Konsep penghijauan kota ini merupakan pengembangan landscape yang
menerus dalam hubungan urban dan rural serta merupakan landscape
productive.Pendekatan terakhir adalah Integrated Tropical City. Konsep ini cocok untuk kota yang memiliki iklim tropis seperti Indonesia. Konsep intinya adalah memiliki perhatian khusus pada aspek iklim, seperti perlindungan terhadap cuaca, penghutanan kota dengan memperbanyak vegetasi untuk mengurangi Urban Heat Island. Bukan hal yang tidak mungkin apabila Indonesia menerapkannya seperti kota-kota berkonsep khusus lainnya (Abu Dhabi dengan Urban Utopia nya atau Tianjin dengan Eco-city nya), mengingat Indonesia yang beriklim tropis. Berikut Gambar Kerangkat Terbentuknya Konsep Integrated Tropical City:
Sumber: Analisa dalam Presentasi Integrated Tropical City pada UFP #3, 8 Mei 2010 (Jogarsitek.com)

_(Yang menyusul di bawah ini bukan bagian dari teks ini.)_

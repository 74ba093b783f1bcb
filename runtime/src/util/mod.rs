// Copyright 2019-2022 ChainSafe Systems
// SPDX-License-Identifier: Apache-2.0, MIT

mod array;
mod message_accumulator;

pub use array::Array;
pub use message_accumulator::MessageAccumulator;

Kelebihan dari konsep Green City adalah dapat memenuhi
kebutuhan keberadaan Ruang Terbuka Hijau (RTH) di suatu kawasan,
sehingga dapat mengurangi bahkan memecahkan masalah lingkungan, bencana
alam, polusi udara rendah, bebas banjir, rendah kebisingan dan
permasalahan lingkugan lainnya.Namun disamping kelebihannya, konsep ini memiliki kelemahan juga. Penerapannya pada masing-masing kawasan tidak dapat disamaratakan karena tiap-tiap daerah memerlukan kajian tersendiri. Setidaknya harus diketahui tentang karakteristik lokal, iklim makro, dan sebagainya. Misalnya, daerah pegunungan RTH difungsikan untuk menahan longsor dan erosi, di pantai untuk menghindari gelombang pasang, tsunami, di kota besar untuk menekan polusi udara, serta di perumahan, difungsikan meredam kebisingan. Jadi RTH di masing-masing kota memiliki fungsi ekologis yang berbeda. Disamping itu, penerapannya saat ini kebanyakan pelaksanaan penghijauannya tidak terkonseptual, sehingga menimbulkan citra penghijauan asal jadi tanpa melihat siapa yang dapat mengambil manfaat positif dari penghijauan.